*** Records

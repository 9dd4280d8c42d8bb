//! Naming policy for repositories and the corrective rename of violators.

use std::{
    collections::HashSet,
    sync::{
        atomic::{AtomicU32, Ordering},
        Arc,
    },
    time::Duration,
};

use async_trait::async_trait;
use hw_common::{config::RenameConfig, utils::utcnow_ms};
use thiserror::Error;
use tokio_retry2::RetryError;
use tracing::{info, warn};

use crate::{
    event::RepositoryRenameEvent,
    metrics::RENAME_ATTEMPTS,
    retry::{execute_with_retry, rename_retry_strategy},
};

/// GitHub answers 422 when the name is taken or otherwise rejected
pub const UNPROCESSABLE_STATUS: u16 = 422;

#[derive(Debug, Clone, Error, PartialEq, Eq)]
pub enum RenameApiError {
    #[error("GitHub API returned {status}: {message}")]
    Status { status: u16, message: String },

    #[error("GitHub API request failed: {0}")]
    Transport(String),

    #[error("GitHub token is not configured")]
    MissingToken,
}

impl RenameApiError {
    pub fn status(&self) -> Option<u16> {
        match self {
            Self::Status { status, .. } => Some(*status),
            _ => None,
        }
    }

    /// True when the message says a previous rename is still being processed
    pub fn is_in_progress(&self, marker: &str) -> bool {
        match self {
            Self::Status { message, .. } => {
                message.to_lowercase().contains(&marker.to_lowercase())
            }
            _ => false,
        }
    }
}

#[async_trait]
pub trait RepositoryApi: Send + Sync {
    async fn rename_repository(
        &self,
        owner: &str,
        repo: &str,
        new_name: &str,
    ) -> Result<(), RenameApiError>;
}

/// `<words>-<words>-<technology>` style repository names
#[derive(Debug, Clone)]
pub struct NamingPolicy {
    separator: char,
    min_segments: usize,
    allowed_technologies: HashSet<String>,
}

impl NamingPolicy {
    pub fn new<I, S>(separator: char, min_segments: usize, allowed_technologies: I) -> Self
    where
        I: IntoIterator<Item = S>,
        S: AsRef<str>,
    {
        Self {
            separator,
            min_segments,
            allowed_technologies: allowed_technologies
                .into_iter()
                .map(|t| t.as_ref().to_lowercase())
                .collect(),
        }
    }

    pub fn from_config(config: &RenameConfig) -> Self {
        Self::new(config.separator, config.min_segments, &config.allowed_technologies)
    }

    pub fn is_valid(&self, name: &str) -> bool {
        if name.chars().any(char::is_whitespace) {
            return false;
        }

        let segments: Vec<&str> = name.split(self.separator).collect();
        if segments.len() < self.min_segments {
            return false;
        }

        segments
            .last()
            .is_some_and(|tech| self.allowed_technologies.contains(&tech.to_lowercase()))
    }
}

/// Outcome of checking a rename event against the policy
#[derive(Debug, Clone, PartialEq, Eq)]
pub struct RenameDecision {
    pub old_name: String,
    pub new_name: String,
    pub owner: String,
    pub repo_full_name: String,
    pub is_valid: bool,
}

impl RenameDecision {
    pub fn evaluate(event: &RepositoryRenameEvent, policy: &NamingPolicy) -> Self {
        let new_name = event.repository.name.clone();
        Self {
            is_valid: policy.is_valid(&new_name),
            old_name: event.old_name().to_string(),
            owner: event.owner().to_string(),
            repo_full_name: event.repository.full_name.clone(),
            new_name,
        }
    }
}

/// Renames repositories that violate the naming policy to a quarantine name
pub struct RepositoryRenamer {
    api: Arc<dyn RepositoryApi>,
    policy: NamingPolicy,
    quarantine_prefix: String,
    in_progress_marker: String,
    max_attempts: u32,
    retry_delay: Duration,
    conflict_retry_delay: Duration,
}

impl RepositoryRenamer {
    pub fn new(api: Arc<dyn RepositoryApi>, config: &RenameConfig) -> Self {
        Self {
            api,
            policy: NamingPolicy::from_config(config),
            quarantine_prefix: config.quarantine_prefix.clone(),
            in_progress_marker: config.in_progress_marker.clone(),
            max_attempts: config.max_attempts.max(1),
            retry_delay: Duration::from_millis(config.retry_delay_ms),
            conflict_retry_delay: Duration::from_millis(config.conflict_retry_delay_ms),
        }
    }

    pub fn evaluate(&self, event: &RepositoryRenameEvent) -> RenameDecision {
        RenameDecision::evaluate(event, &self.policy)
    }

    /// True for names this service hands out, which never satisfy the policy
    pub fn is_quarantined(&self, name: &str) -> bool {
        !self.quarantine_prefix.is_empty() && name.starts_with(&self.quarantine_prefix)
    }

    /// Quarantine name unique per millisecond
    pub fn corrective_name(&self) -> String {
        format!("{}{}", self.quarantine_prefix, utcnow_ms())
    }

    /// Rename `owner/repo` to `new_name`.
    ///
    /// Retries with a fixed delay while GitHub reports a rename in progress, up
    /// to the configured attempt count; any other error stops the loop. If the
    /// loop ends on a 422 one more attempt is made after the longer conflict
    /// delay.
    pub async fn rename(&self, owner: &str, repo: &str, new_name: &str) -> Result<(), RenameApiError> {
        let api = &self.api;
        let marker = self.in_progress_marker.as_str();
        let attempts = AtomicU32::new(0);
        let attempts = &attempts;

        let action = move || async move {
            let attempt = attempts.fetch_add(1, Ordering::SeqCst) + 1;
            match api.rename_repository(owner, repo, new_name).await {
                Ok(()) => Ok(()),
                Err(e) if e.is_in_progress(marker) => {
                    RENAME_ATTEMPTS.with_label_values(&["in_progress"]).inc();
                    warn!(owner, repo, attempt, error = %e, "Rename still in progress, will retry");
                    Err(RetryError::transient(e))
                }
                Err(e) => {
                    RENAME_ATTEMPTS.with_label_values(&["failed"]).inc();
                    Err(RetryError::permanent(e))
                }
            }
        };

        let strategy = rename_retry_strategy(self.max_attempts, self.retry_delay);
        let result = match execute_with_retry(strategy, action).await {
            Err(e) if e.status() == Some(UNPROCESSABLE_STATUS) => {
                warn!(
                    owner,
                    repo,
                    new_name,
                    delay_ms = self.conflict_retry_delay.as_millis() as u64,
                    "Rename rejected as unprocessable, retrying once more"
                );
                tokio::time::sleep(self.conflict_retry_delay).await;
                self.api.rename_repository(owner, repo, new_name).await
            }
            other => other,
        };

        match &result {
            Ok(()) => {
                RENAME_ATTEMPTS.with_label_values(&["succeeded"]).inc();
                info!(owner, repo, new_name, "Repository renamed");
            }
            Err(e) => warn!(owner, repo, new_name, error = %e, "Repository rename gave up"),
        }
        result
    }
}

******

Restate the records above in full, keeping each line exactly as it stands.

### [Exercise response]
repository 9dd4280d8c42d8bb
//! Naming policy for repositories and the corrective rename of violators.

use std::{
    collections::HashSet,
    sync::{
        atomic::{AtomicU32, Ordering},
        Arc,
    },
    time::Duration,
};

use async_trait::async_trait;
use hw_common::{config::RenameConfig, utils::utcnow_ms};
use thiserror::Error;
use tokio_retry2::RetryError;
use tracing::{info, warn};

use crate::{
    event::RepositoryRenameEvent,
    metrics::RENAME_ATTEMPTS,
    retry::{execute_with_retry, rename_retry_strategy},
};

/// GitHub answers 422 when the name is taken or otherwise rejected
pub const UNPROCESSABLE_STATUS: u16 = 422;

#[derive(Debug, Clone, Error, PartialEq, Eq)]
pub enum RenameApiError {
    #[error("GitHub API returned {status}: {message}")]
    Status { status: u16, message: String },

    #[error("GitHub API request failed: {0}")]
    Transport(String),

    #[error("GitHub token is not configured")]
    MissingToken,
}

impl RenameApiError {
    pub fn status(&self) -> Option<u16> {
        match self {
            Self::Status { status, .. } => Some(*status),
            _ => None,
        }
    }

    /// True when the message says a previous rename is still being processed
    pub fn is_in_progress(&self, marker: &str) -> bool {
        match self {
            Self::Status { message, .. } => {
                message.to_lowercase().contains(&marker.to_lowercase())
            }
            _ => false,
        }
    }
}

#[async_trait]
pub trait RepositoryApi: Send + Sync {
    async fn rename_repository(
        &self,
        owner: &str,
        repo: &str,
        new_name: &str,
    ) -> Result<(), RenameApiError>;
}

/// `<words>-<words>-<technology>` style repository names
#[derive(Debug, Clone)]
pub struct NamingPolicy {
    separator: char,
    min_segments: usize,
    allowed_technologies: HashSet<String>,
}

impl NamingPolicy {
    pub fn new<I, S>(separator: char, min_segments: usize, allowed_technologies: I) -> Self
    where
        I: IntoIterator<Item = S>,
        S: AsRef<str>,
    {
        Self {
            separator,
            min_segments,
            allowed_technologies: allowed_technologies
                .into_iter()
                .map(|t| t.as_ref().to_lowercase())
                .collect(),
        }
    }

    pub fn from_config(config: &RenameConfig) -> Self {
        Self::new(config.separator, config.min_segments, &config.allowed_technologies)
    }

    pub fn is_valid(&self, name: &str) -> bool {
        if name.chars().any(char::is_whitespace) {
            return false;
        }

        let segments: Vec<&str> = name.split(self.separator).collect();
        if segments.len() < self.min_segments {
            return false;
        }

        segments
            .last()
            .is_some_and(|tech| self.allowed_technologies.contains(&tech.to_lowercase()))
    }
}

/// Outcome of checking a rename event against the policy
#[derive(Debug, Clone, PartialEq, Eq)]
pub struct RenameDecision {
    pub old_name: String,
    pub new_name: String,
    pub owner: String,
    pub repo_full_name: String,
    pub is_valid: bool,
}

impl RenameDecision {
    pub fn evaluate(event: &RepositoryRenameEvent, policy: &NamingPolicy) -> Self {
        let new_name = event.repository.name.clone();
        Self {
            is_valid: policy.is_valid(&new_name),
            old_name: event.old_name().to_string(),
            owner: event.owner().to_string(),
            repo_full_name: event.repository.full_name.clone(),
            new_name,
        }
    }
}

/// Renames repositories that violate the naming policy to a quarantine name
pub struct RepositoryRenamer {
    api: Arc<dyn RepositoryApi>,
    policy: NamingPolicy,
    quarantine_prefix: String,
    in_progress_marker: String,
    max_attempts: u32,
    retry_delay: Duration,
    conflict_retry_delay: Duration,
}

impl RepositoryRenamer {
    pub fn new(api: Arc<dyn RepositoryApi>, config: &RenameConfig) -> Self {
        Self {
            api,
            policy: NamingPolicy::from_config(config),
            quarantine_prefix: config.quarantine_prefix.clone(),
            in_progress_marker: config.in_progress_marker.clone(),
            max_attempts: config.max_attempts.max(1),
            retry_delay: Duration::from_millis(config.retry_delay_ms),
            conflict_retry_delay: Duration::from_millis(config.conflict_retry_delay_ms),
        }
    }

    pub fn evaluate(&self, event: &RepositoryRenameEvent) -> RenameDecision {
        RenameDecision::evaluate(event, &self.policy)
    }

    /// True for names this service hands out, which never satisfy the policy
    pub fn is_quarantined(&self, name: &str) -> bool {
        !self.quarantine_prefix.is_empty() && name.starts_with(&self.quarantine_prefix)
    }

    /// Quarantine name unique per millisecond
    pub fn corrective_name(&self) -> String {
        format!("{}{}", self.quarantine_prefix, utcnow_ms())
    }

    /// Rename `owner/repo` to `new_name`.
    ///
    /// Retries with a fixed delay while GitHub reports a rename in progress, up
    /// to the configured attempt count; any other error stops the loop. If the
    /// loop ends on a 422 one more attempt is made after the longer conflict
    /// delay.
    pub async fn rename(&self, owner: &str, repo: &str, new_name: &str) -> Result<(), RenameApiError> {
        let api = &self.api;
        let marker = self.in_progress_marker.as_str();
        let attempts = AtomicU32::new(0);
        let attempts = &attempts;

        let action = move || async move {
            let attempt = attempts.fetch_add(1, Ordering::SeqCst) + 1;
            match api.rename_repository(owner, repo, new_name).await {
                Ok(()) => Ok(()),
                Err(e) if e.is_in_progress(marker) => {
                    RENAME_ATTEMPTS.with_label_values(&["in_progress"]).inc();
                    warn!(owner, repo, attempt, error = %e, "Rename still in progress, will retry");
                    Err(RetryError::transient(e))
                }
                Err(e) => {
                    RENAME_ATTEMPTS.with_label_values(&["failed"]).inc();
                    Err(RetryError::permanent(e))
                }
            }
        };

        let strategy = rename_retry_strategy(self.max_attempts, self.retry_delay);
        let result = match execute_with_retry(strategy, action).await {
            Err(e) if e.status() == Some(UNPROCESSABLE_STATUS) => {
                warn!(
                    owner,
                    repo,
                    new_name,
                    delay_ms = self.conflict_retry_delay.as_millis() as u64,
                    "Rename rejected as unprocessable, retrying once more"
                );
                tokio::time::sleep(self.conflict_retry_delay).await;
                self.api.rename_repository(owner, repo, new_name).await
            }
            other => other,
        };

        match &result {
            Ok(()) => {
                RENAME_ATTEMPTS.with_label_values(&["succeeded"]).inc();
                info!(owner, repo, new_name, "Repository renamed");
            }
            Err(e) => warn!(owner, repo, new_name, error = %e, "Repository rename gave up"),
        }
        result
    }
}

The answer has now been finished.